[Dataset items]

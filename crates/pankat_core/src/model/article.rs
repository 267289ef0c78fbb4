//! Article domain model.
//!
//! # Responsibility
//! - Define the canonical article record and its owned tags.
//! - Check the invariants storage relies on before any write.
//!
//! # Invariants
//! - `source_path` is the natural key and must not be blank.
//! - `id` is assigned by storage on first insert and never changes.
//! - Tags are value objects owned by exactly one article; two articles
//!   tagged "Linux" hold two distinct tag rows.
//! - Tag names are unique per article (exact comparison) and never blank.

use chrono::{DateTime, Utc};
use serde::{Deserialize, Serialize};
use std::collections::HashSet;
use std::error::Error;
use std::fmt::{Display, Formatter};

/// Storage-assigned surrogate identity of an article.
pub type ArticleId = i64;

/// Storage-assigned surrogate identity of a tag row.
pub type TagId = i64;

/// Tag attached to a single article.
#[derive(Debug, Clone, PartialEq, Eq, Serialize, Deserialize)]
pub struct Tag {
    /// `None` until persisted.
    pub id: Option<TagId>,
    /// Back-reference to the owning article, `None` until persisted.
    pub article_id: Option<ArticleId>,
    pub name: String,
}

impl Tag {
    /// Creates an unpersisted tag.
    pub fn new(name: impl Into<String>) -> Self {
        Self {
            id: None,
            article_id: None,
            name: name.into(),
        }
    }
}

/// Rendering switches carried through storage untouched.
///
/// Query logic never reads these.
#[derive(Debug, Clone, Copy, Default, PartialEq, Eq, Serialize, Deserialize)]
pub struct PresentationFlags {
    pub anchors: bool,
    pub table_of_contents: bool,
    pub timeline: bool,
    pub show_source_link: bool,
    pub live_updates: bool,
    pub evaluated: bool,
}

/// Content item managed by the static-site generator.
#[derive(Debug, Clone, PartialEq, Eq, Serialize, Deserialize)]
pub struct Article {
    /// Surrogate identity; `None` until the article is persisted.
    pub id: Option<ArticleId>,
    /// Natural key: path of the source document.
    pub source_path: String,
    /// Path of the rendered output.
    pub destination_path: String,
    pub title: String,
    /// Sole ordering key for recency queries. Stored at millisecond precision.
    pub modification_time: DateTime<Utc>,
    pub summary: String,
    /// Ordered tag collection.
    pub tags: Vec<Tag>,
    /// Series name; empty means the article is not part of a series.
    pub series: String,
    pub is_draft: bool,
    pub is_special_page: bool,
    pub presentation: PresentationFlags,
    /// Soft delete marker as loaded from storage. Writes ignore it; use the
    /// repository's `soft_delete`/`restore` to change it.
    pub is_deleted: bool,
}

impl Article {
    /// Creates a published, untagged article outside any series.
    pub fn new(
        source_path: impl Into<String>,
        destination_path: impl Into<String>,
        title: impl Into<String>,
        modification_time: DateTime<Utc>,
    ) -> Self {
        Self {
            id: None,
            source_path: source_path.into(),
            destination_path: destination_path.into(),
            title: title.into(),
            modification_time,
            summary: String::new(),
            tags: Vec::new(),
            series: String::new(),
            is_draft: false,
            is_special_page: false,
            presentation: PresentationFlags::default(),
            is_deleted: false,
        }
    }

    /// Replaces the tag collection with the given names, in order.
    pub fn with_tags<I, S>(mut self, names: I) -> Self
    where
        I: IntoIterator<Item = S>,
        S: Into<String>,
    {
        self.tags = names.into_iter().map(Tag::new).collect();
        self
    }

    pub fn with_series(mut self, series: impl Into<String>) -> Self {
        self.series = series.into();
        self
    }

    pub fn with_summary(mut self, summary: impl Into<String>) -> Self {
        self.summary = summary.into();
        self
    }

    /// Returns whether the article belongs to the published-articles view.
    pub fn is_published(&self) -> bool {
        !self.is_draft && !self.is_special_page && !self.is_deleted
    }

    pub fn has_series(&self) -> bool {
        !self.series.is_empty()
    }

    /// Tag names in collection order.
    pub fn tag_names(&self) -> Vec<&str> {
        self.tags.iter().map(|tag| tag.name.as_str()).collect()
    }

    /// Checks the invariants storage relies on.
    ///
    /// # Errors
    /// - [`ArticleValidationError::EmptySourcePath`] when the natural key is blank.
    /// - [`ArticleValidationError::EmptyTagName`] when a tag name is blank.
    /// - [`ArticleValidationError::DuplicateTagName`] when a name repeats
    ///   exactly. Names differing only in case are distinct tags.
    pub fn validate(&self) -> Result<(), ArticleValidationError> {
        if self.source_path.trim().is_empty() {
            return Err(ArticleValidationError::EmptySourcePath);
        }

        let mut seen = HashSet::new();
        for (index, tag) in self.tags.iter().enumerate() {
            if tag.name.trim().is_empty() {
                return Err(ArticleValidationError::EmptyTagName { index });
            }
            if !seen.insert(tag.name.as_str()) {
                return Err(ArticleValidationError::DuplicateTagName {
                    name: tag.name.clone(),
                });
            }
        }

        Ok(())
    }
}

/// Malformed article input rejected before any write.
#[derive(Debug, Clone, PartialEq, Eq)]
pub enum ArticleValidationError {
    EmptySourcePath,
    EmptyTagName { index: usize },
    DuplicateTagName { name: String },
}

impl Display for ArticleValidationError {
    fn fmt(&self, f: &mut Formatter<'_>) -> std::fmt::Result {
        match self {
            Self::EmptySourcePath => write!(f, "article source path must not be empty"),
            Self::EmptyTagName { index } => write!(f, "tag at position {index} has an empty name"),
            Self::DuplicateTagName { name } => write!(f, "tag `{name}` is attached twice"),
        }
    }
}

impl Error for ArticleValidationError {}
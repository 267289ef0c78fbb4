//! CLI smoke entry point.
//!
//! # Responsibility
//! - Open the configured article database through `pankat_core`.
//! - Print schema version and collection counts for quick sanity checks.

use pankat_core::db::migrations::current_user_version;
use pankat_core::db::open_db_with;
use pankat_core::logging::init_logging_from_config;
use pankat_core::{ArticleRepository, Config, SqliteArticleStore};
use std::error::Error;
use std::process::ExitCode;

fn main() -> ExitCode {
    match run() {
        Ok(()) => ExitCode::SUCCESS,
        Err(err) => {
            eprintln!("pankat: {err}");
            ExitCode::FAILURE
        }
    }
}

fn run() -> Result<(), Box<dyn Error>> {
    let config = Config::from_env()?;
    init_logging_from_config(&config)?;

    let mut conn = open_db_with(&config.db)?;
    println!("pankat_core version={}", pankat_core::core_version());
    println!("schema_version={}", current_user_version(&conn)?);

    let repo = ArticleRepository::new(SqliteArticleStore::try_new(&mut conn)?);
    println!("articles={}", repo.articles()?.len());
    println!("drafts={}", repo.drafts()?.len());
    println!("special_pages={}", repo.special_pages()?.len());
    println!("tags={}", repo.tags()?.len());
    println!("series={}", repo.series()?.len());
    Ok(())
}
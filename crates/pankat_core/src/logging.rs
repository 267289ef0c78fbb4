//! Logging bootstrap for hosts embedding the article store.
//!
//! # Responsibility
//! - Start the rolling file logger behind the `log` facade once per process.
//! - Route panics into the log as sanitized, single-line events.
//!
//! # Invariants
//! - Initialization is idempotent for an identical level and directory.
//! - Reconfiguration with a different level or directory is rejected.
//! - Initialization never panics.
//! - Core events carry metadata only (ids, counts, durations), never
//!   article titles or summaries.

use crate::config::Config;
use flexi_logger::{Cleanup, Criterion, FileSpec, Logger, LoggerHandle, Naming, WriteMode};
use log::{error, info};
use once_cell::sync::OnceCell;
use std::path::{Path, PathBuf};

const LOG_FILE_BASENAME: &str = "pankat";
const MAX_LOG_FILE_SIZE_BYTES: u64 = 10 * 1024 * 1024;
const MAX_LOG_FILES: usize = 5;
const MAX_PANIC_PAYLOAD_CHARS: usize = 160;

static LOGGING_STATE: OnceCell<ActiveLogging> = OnceCell::new();
static PANIC_HOOK_INSTALLED: OnceCell<()> = OnceCell::new();

struct ActiveLogging {
    level: &'static str,
    log_dir: PathBuf,
    _handle: LoggerHandle,
}

/// Starts file logging at `level` inside `log_dir`.
///
/// # Errors
/// - Unsupported `level`.
/// - Empty or relative `log_dir`, or a directory that cannot be created.
/// - Logging already active with a different level or directory.
/// - Backend start failure.
pub fn init_logging(level: &str, log_dir: impl AsRef<Path>) -> Result<(), String> {
    let level = normalize_level(level)?;
    let log_dir = normalize_log_dir(log_dir.as_ref())?;

    let active = LOGGING_STATE.get_or_try_init(|| start_logger(level, &log_dir))?;
    ensure_same_config(active, level, &log_dir)
}

/// Starts logging when `config.log_dir` is set.
///
/// Returns `Ok(false)` when logging is not configured.
pub fn init_logging_from_config(config: &Config) -> Result<bool, String> {
    match config.log_dir.as_ref() {
        Some(dir) => init_logging(&config.log_level, dir).map(|()| true),
        None => Ok(false),
    }
}

/// Returns `(level, log_dir)` of the active logger, if any.
pub fn logging_status() -> Option<(&'static str, PathBuf)> {
    LOGGING_STATE
        .get()
        .map(|active| (active.level, active.log_dir.clone()))
}

/// `debug` for debug builds, `info` for release builds.
pub fn default_log_level() -> &'static str {
    if cfg!(debug_assertions) {
        "debug"
    } else {
        "info"
    }
}

fn start_logger(level: &'static str, log_dir: &Path) -> Result<ActiveLogging, String> {
    std::fs::create_dir_all(log_dir).map_err(|err| {
        format!(
            "failed to create log directory `{}`: {err}",
            log_dir.display()
        )
    })?;

    let handle = Logger::try_with_str(level)
        .map_err(|err| format!("invalid log level `{level}`: {err}"))?
        .log_to_file(
            FileSpec::default()
                .directory(log_dir)
                .basename(LOG_FILE_BASENAME),
        )
        .rotate(
            Criterion::Size(MAX_LOG_FILE_SIZE_BYTES),
            Naming::Numbers,
            Cleanup::KeepLogFiles(MAX_LOG_FILES),
        )
        .write_mode(WriteMode::BufferAndFlush)
        .append()
        .format_for_files(flexi_logger::detailed_format)
        .start()
        .map_err(|err| format!("failed to start logger: {err}"))?;

    install_panic_hook_once();

    info!(
        "event=logging_init module=core status=ok level={} log_dir={} version={}",
        level,
        log_dir.display(),
        env!("CARGO_PKG_VERSION")
    );

    Ok(ActiveLogging {
        level,
        log_dir: log_dir.to_path_buf(),
        _handle: handle,
    })
}

fn ensure_same_config(active: &ActiveLogging, level: &str, log_dir: &Path) -> Result<(), String> {
    if active.log_dir != log_dir {
        return Err(format!(
            "logging already initialized at `{}`; refusing to switch to `{}`",
            active.log_dir.display(),
            log_dir.display()
        ));
    }
    if active.level != level {
        return Err(format!(
            "logging already initialized with level `{}`; refusing to switch to `{}`",
            active.level, level
        ));
    }
    Ok(())
}

fn normalize_level(level: &str) -> Result<&'static str, String> {
    match level.trim().to_ascii_lowercase().as_str() {
        "trace" => Ok("trace"),
        "debug" => Ok("debug"),
        "info" => Ok("info"),
        "warn" | "warning" => Ok("warn"),
        "error" => Ok("error"),
        other => Err(format!(
            "unsupported log level `{other}`; expected trace|debug|info|warn|error"
        )),
    }
}

fn normalize_log_dir(log_dir: &Path) -> Result<PathBuf, String> {
    if log_dir.as_os_str().is_empty() {
        return Err("log_dir cannot be empty".to_string());
    }
    if !log_dir.is_absolute() {
        return Err(format!(
            "log_dir must be an absolute path, got `{}`",
            log_dir.display()
        ));
    }
    Ok(log_dir.to_path_buf())
}

fn install_panic_hook_once() {
    if PANIC_HOOK_INSTALLED.set(()).is_err() {
        return;
    }

    let previous_hook = std::panic::take_hook();
    std::panic::set_hook(Box::new(move |panic_info| {
        let location = panic_info
            .location()
            .map(|loc| format!("{}:{}", loc.file(), loc.line()))
            .unwrap_or_else(|| "unknown".to_string());
        error!(
            "event=panic_captured module=core status=error location={} payload={}",
            location,
            panic_payload_summary(panic_info)
        );
        previous_hook(panic_info);
    }));
}

fn panic_payload_summary(info: &std::panic::PanicHookInfo<'_>) -> String {
    let payload = info
        .payload()
        .downcast_ref::<&str>()
        .map(|message| (*message).to_string())
        .or_else(|| info.payload().downcast_ref::<String>().cloned())
        .unwrap_or_else(|| "non-string panic payload".to_string());

    sanitize_message(&payload, MAX_PANIC_PAYLOAD_CHARS)
}

// Single line, capped: payloads may quote article paths.
fn sanitize_message(value: &str, max_chars: usize) -> String {
    let normalized = value.replace(['\n', '\r'], " ");
    let mut truncated = normalized.chars().take(max_chars).collect::<String>();
    if normalized.chars().count() > max_chars {
        truncated.push_str("...");
    }
    truncated
}
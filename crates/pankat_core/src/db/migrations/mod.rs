//! SQLite migration registry and executor.
//!
//! # Responsibility
//! - Register schema migrations in strictly increasing order.
//! - Apply pending migrations atomically.
//!
//! # Invariants
//! - `version` values must remain monotonic.
//! - Applied migration version is mirrored to `PRAGMA user_version`.
//! - Migrations only create; they never drop existing article data.

use crate::db::{DbError, DbResult};
use log::info;
use rusqlite::Connection;

#[derive(Debug, Clone, Copy)]
struct Migration {
    version: u32,
    sql: &'static str,
}

const MIGRATIONS: &[Migration] = &[
    Migration {
        version: 1,
        sql: include_str!("0001_articles.sql"),
    },
    Migration {
        version: 2,
        sql: include_str!("0002_tags.sql"),
    },
];

/// Returns the latest migration version known by this binary.
pub fn latest_version() -> u32 {
    MIGRATIONS.last().map_or(0, |migration| migration.version)
}

/// Applies all pending migrations on the provided connection.
///
/// Idempotent: a connection already at [`latest_version`] is left untouched.
pub fn apply_migrations(conn: &mut Connection) -> DbResult<()> {
    let current_version = current_user_version(conn)?;
    let latest = latest_version();

    if current_version > latest {
        return Err(DbError::UnsupportedSchemaVersion {
            db_version: current_version,
            latest_supported: latest,
        });
    }

    if current_version == latest {
        return Ok(());
    }

    let tx = conn.transaction()?;
    for migration in MIGRATIONS {
        if migration.version <= current_version {
            continue;
        }

        tx.execute_batch(migration.sql)?;
        tx.execute_batch(&format!("PRAGMA user_version = {};", migration.version))?;
    }
    tx.commit()?;

    info!(
        "event=db_migrate module=db status=ok from_version={} to_version={}",
        current_version, latest
    );
    Ok(())
}

/// Reads the schema version recorded in `PRAGMA user_version`.
pub fn current_user_version(conn: &Connection) -> DbResult<u32> {
    let version = conn.query_row("PRAGMA user_version;", [], |row| row.get::<_, u32>(0))?;
    Ok(version)
}
//! Record editor state shared by every editor page.
//!
//! SYSTEM CONTEXT
//! ==============
//! An editor page holds one `RwSignal<EditorState<T>>`. Form inputs replace
//! `record`; the submit handler brackets the network call with
//! `begin_save` / `finish_save`.
//!
//! An update editor is only `ready` once the stored record arrived. A failed
//! load leaves it unready for good: the record is still `T::default()` and
//! saving it would overwrite the stored one.

#[cfg(test)]
#[path = "editor_test.rs"]
mod editor_test;

/// Whether submit creates a new record or updates an existing one.
#[derive(Clone, Debug, PartialEq, Eq)]
pub enum SaveMode {
    Create,
    Update(String),
}

impl SaveMode {
    /// Decided solely by the presence of a route id.
    pub fn from_route(id: Option<String>) -> Self {
        match id.filter(|id| !id.trim().is_empty()) {
            Some(id) => Self::Update(id),
            None => Self::Create,
        }
    }

    pub fn id(&self) -> Option<&str> {
        match self {
            Self::Create => None,
            Self::Update(id) => Some(id),
        }
    }
}

#[derive(Clone, Debug, PartialEq)]
pub struct EditorState<T> {
    pub record: T,
    pub mode: SaveMode,
    pub loading: bool,
    /// The record is the stored one (or a new draft) and may be edited.
    pub ready: bool,
    /// Why the stored record could not be fetched.
    pub load_error: Option<String>,
    pub saving: bool,
    /// Set once a save succeeded; the page leaves on it.
    pub saved: bool,
    pub error: Option<String>,
}

impl<T: Default> EditorState<T> {
    /// Fresh editor. Update mode starts loading the stored record.
    pub fn new(mode: SaveMode) -> Self {
        let loading = matches!(mode, SaveMode::Update(_));
        Self {
            record: T::default(),
            mode,
            loading,
            ready: !loading,
            load_error: None,
            saving: false,
            saved: false,
            error: None,
        }
    }
}

impl<T> EditorState<T> {
    /// Replace the record with the fetched one.
    pub fn loaded(&mut self, record: T) {
        self.record = record;
        self.loading = false;
        self.ready = true;
        self.load_error = None;
    }

    pub fn load_failed(&mut self, message: impl Into<String>) {
        self.loading = false;
        self.load_error = Some(message.into());
    }

    /// Mark a save in flight. Returns `false` if one already is, the record
    /// is not ready, or it was already saved.
    pub fn begin_save(&mut self) -> bool {
        if self.saving || !self.ready || self.saved {
            return false;
        }
        self.saving = true;
        self.error = None;
        true
    }

    /// End the in-flight save. On error the record is kept as-is.
    pub fn finish_save(&mut self, result: Result<(), String>) {
        self.saving = false;
        self.saved = result.is_ok();
        self.error = result.err();
    }

    pub fn is_update(&self) -> bool {
        matches!(self.mode, SaveMode::Update(_))
    }
}
//! Page modules for route-level screens.
//!
//! ARCHITECTURE
//! ============
//! Each page owns route-scoped orchestration and delegates rendering details
//! to `components`. Collection pages come in pairs: a list page and an
//! editor page shared by the `new` and `:id/edit` routes.

pub mod articles;
pub mod carousel;
pub mod comitards;
pub mod dashboard;
pub mod login;
pub mod media_library;
pub mod partners;
pub mod titles;
pub mod volunteers;
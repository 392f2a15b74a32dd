//! Volunteer list and profile editor pages.

use leptos::prelude::*;

use content::preview::{avatar, volunteer_preview};
use content::profile::VOLUNTEER_CATEGORIES;
use content::{ImageSlot, Link, MediaPick, MediaTarget, Volunteer, VolunteerStatus};

use crate::components::collection_table::CollectionTable;
use crate::components::editor_status::EditorStatus;
use crate::components::form_fields::{
    CheckboxField, NumberField, SelectField, TextAreaField, TextField, options, text_signal,
};
use crate::components::image_field::ImageField;
use crate::components::layout::AdminLayout;
use crate::components::links_editor::LinksEditor;
use crate::components::media_picker::MediaPicker;
use crate::components::preview_dialog::PreviewDialog;
use crate::components::profile_preview::{ProfilePreviewPane, avatar_view};
use crate::components::rich_text::RichTextEditor;
use crate::net::types::Collection;
use crate::state::editor::EditorState;
use crate::state::media::MediaPickerState;
use crate::state::preview::PreviewState;
use crate::util::resource::{PageContext, open_preview, submit_record, use_collection_list, use_record_editor};

#[component]
pub fn VolunteersPage() -> impl IntoView {
    view! {
        <AdminLayout>
            <VolunteerList />
        </AdminLayout>
    }
}

#[component]
fn VolunteerList() -> impl IntoView {
    let ctx = PageContext::expect();
    let list = use_collection_list::<Volunteer>();
    let preview = RwSignal::new(PreviewState::<Volunteer>::default());
    let on_preview = Callback::new(move |id: String| open_preview(&ctx, preview, id));

    view! {
        <div class="list-page">
            <header class="page-header">
                <h1>"Volunteers"</h1>
                <a class="btn btn--primary" href=Collection::Volunteers.new_route()>
                    "+ New Volunteer"
                </a>
            </header>
            <CollectionTable
                list=list
                columns=vec!["Image", "Name", "Role", "Category", "Status"]
                row=|v: &Volunteer| {
                    view! {
                        <td>{avatar_view(avatar(v.resolved_image(), v.initials()), "table__avatar")}</td>
                        <td class="table__primary">{v.name.clone()}</td>
                        <td>{if v.role.trim().is_empty() { "-".to_owned() } else { v.role.clone() }}</td>
                        <td>{v.category.clone().unwrap_or_else(|| "-".to_owned())}</td>
                        <td>
                            <span class=format!("badge badge--{}", v.status.as_str())>{v.status.as_str()}</span>
                        </td>
                    }
                }
                on_preview=on_preview
            />
            <PreviewDialog preview=preview plan=volunteer_preview />
        </div>
    }
}

#[component]
pub fn VolunteerEditorPage() -> impl IntoView {
    view! {
        <AdminLayout>
            <VolunteerEditor />
        </AdminLayout>
    }
}

#[component]
fn VolunteerEditor() -> impl IntoView {
    let ctx = PageContext::expect();
    let editor = use_record_editor::<Volunteer>();
    let picker = RwSignal::new(MediaPickerState::default());

    let edit = move |f: &dyn Fn(&mut Volunteer)| editor.update(|s| f(&mut s.record));
    let on_pick = Callback::new(move |(target, pick): (MediaTarget, MediaPick)| {
        if target == MediaTarget::ProfileImage {
            editor.update(|s| s.record = s.record.with_media(&pick));
        }
    });
    let on_submit = move |ev: leptos::ev::SubmitEvent| {
        ev.prevent_default();
        let record = editor.with_untracked(|s| s.record.clone());
        submit_record(&ctx, editor, record);
    };

    let heading = move || {
        if editor.with(EditorState::is_update) { "Edit Volunteer" } else { "Create Volunteer" }
    };
    let plan = Signal::derive(move || editor.with(|s| volunteer_preview(&s.record)));

    view! {
        <div class="editor-page">
            <header class="page-header">
                <h1>{heading}</h1>
                <a class="btn" href=Collection::Volunteers.route()>
                    "Back to list"
                </a>
            </header>
            <Show
                when=move || editor.with(|s| s.ready)
                fallback=move || view! { <EditorStatus editor=editor /> }
            >
                <div class="editor-page__columns">
                    <form class="editor-form" on:submit=on_submit.clone()>
                        <TextField
                            label="Name"
                            value=text_signal(editor, |v| Some(v.name.as_str()))
                            on_input=Callback::new(move |value: String| edit(&|v| v.name.clone_from(&value)))
                            required=true
                        />
                        <TextField
                            label="Role"
                            value=text_signal(editor, |v| Some(v.role.as_str()))
                            on_input=Callback::new(move |value: String| edit(&|v| v.role.clone_from(&value)))
                        />
                        <SelectField
                            label="Category"
                            value=text_signal(editor, |v| v.category.as_deref())
                            options=options(VOLUNTEER_CATEGORIES)
                            placeholder="Select a category"
                            on_change=Callback::new(move |value: String| {
                                edit(&|v| v.category = Some(value.clone()).filter(|c| !c.is_empty()));
                            })
                        />
                        <SelectField
                            label="Status"
                            value=Signal::derive(move || editor.with(|s| s.record.status.as_str().to_owned()))
                            options=options(VolunteerStatus::ALL.map(VolunteerStatus::as_str))
                            on_change=Callback::new(move |value: String| {
                                edit(&|v| v.status = VolunteerStatus::parse_lenient(&value));
                            })
                        />
                        <CheckboxField
                            label="Featured"
                            checked=Signal::derive(move || editor.with(|s| s.record.featured))
                            on_change=Callback::new(move |featured| edit(&|v| v.featured = featured))
                        />
                        <NumberField
                            label="Order"
                            value=Signal::derive(move || editor.with(|s| s.record.order))
                            on_input=Callback::new(move |order| edit(&|v| v.order = order))
                        />
                        <ImageField
                            label="Photo"
                            url=Signal::derive(move || editor.with(|s| s.record.resolved_image().map(str::to_owned)))
                            on_choose=Callback::new(move |()| picker.update(|p| p.open(MediaTarget::ProfileImage)))
                            on_clear=Callback::new(move |()| {
                                edit(&|v| {
                                    v.set_image(None, None);
                                    v.image = None;
                                });
                            })
                        />
                        <div class="field">
                            <span class="field__label">"Bio"</span>
                            <RichTextEditor
                                initial=editor.with_untracked(|s| s.record.bio.clone())
                                on_change=Callback::new(move |html: String| edit(&|v| v.bio.clone_from(&html)))
                            />
                        </div>
                        <TextAreaField
                            label="Testimonial"
                            value=text_signal(editor, |v| Some(v.testimonial.as_str()))
                            on_input=Callback::new(move |value: String| edit(&|v| v.testimonial.clone_from(&value)))
                        />
                        <LinksEditor
                            links=Signal::derive(move || editor.with(|s| s.record.links.clone()))
                            on_change=Callback::new(move |links: Vec<Link>| edit(&|v| v.links.clone_from(&links)))
                        />
                        {move || editor.with(|s| s.error.clone()).map(|e| view! { <p class="editor-form__error">{e}</p> })}
                        <div class="editor-form__actions">
                            <button class="btn btn--primary" type="submit" disabled=move || editor.with(|s| s.saving)>
                                {move || if editor.with(|s| s.saving) { "Saving..." } else { "Save Volunteer" }}
                            </button>
                        </div>
                    </form>
                    <ProfilePreviewPane plan=plan />
                </div>
            </Show>
            <MediaPicker picker=picker on_pick=on_pick />
        </div>
    }
}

§ WORK INSTRUCTIONS:
Copy each line of the data that contains the word "Serialize".

§ THE ANSWER:
use serde::{Deserialize, Serialize};
#[derive(Debug, Clone, PartialEq, Eq, Serialize, Deserialize)]
#[derive(Debug, Clone, Copy, Default, PartialEq, Eq, Serialize, Deserialize)]
#[derive(Debug, Clone, PartialEq, Eq, Serialize, Deserialize)]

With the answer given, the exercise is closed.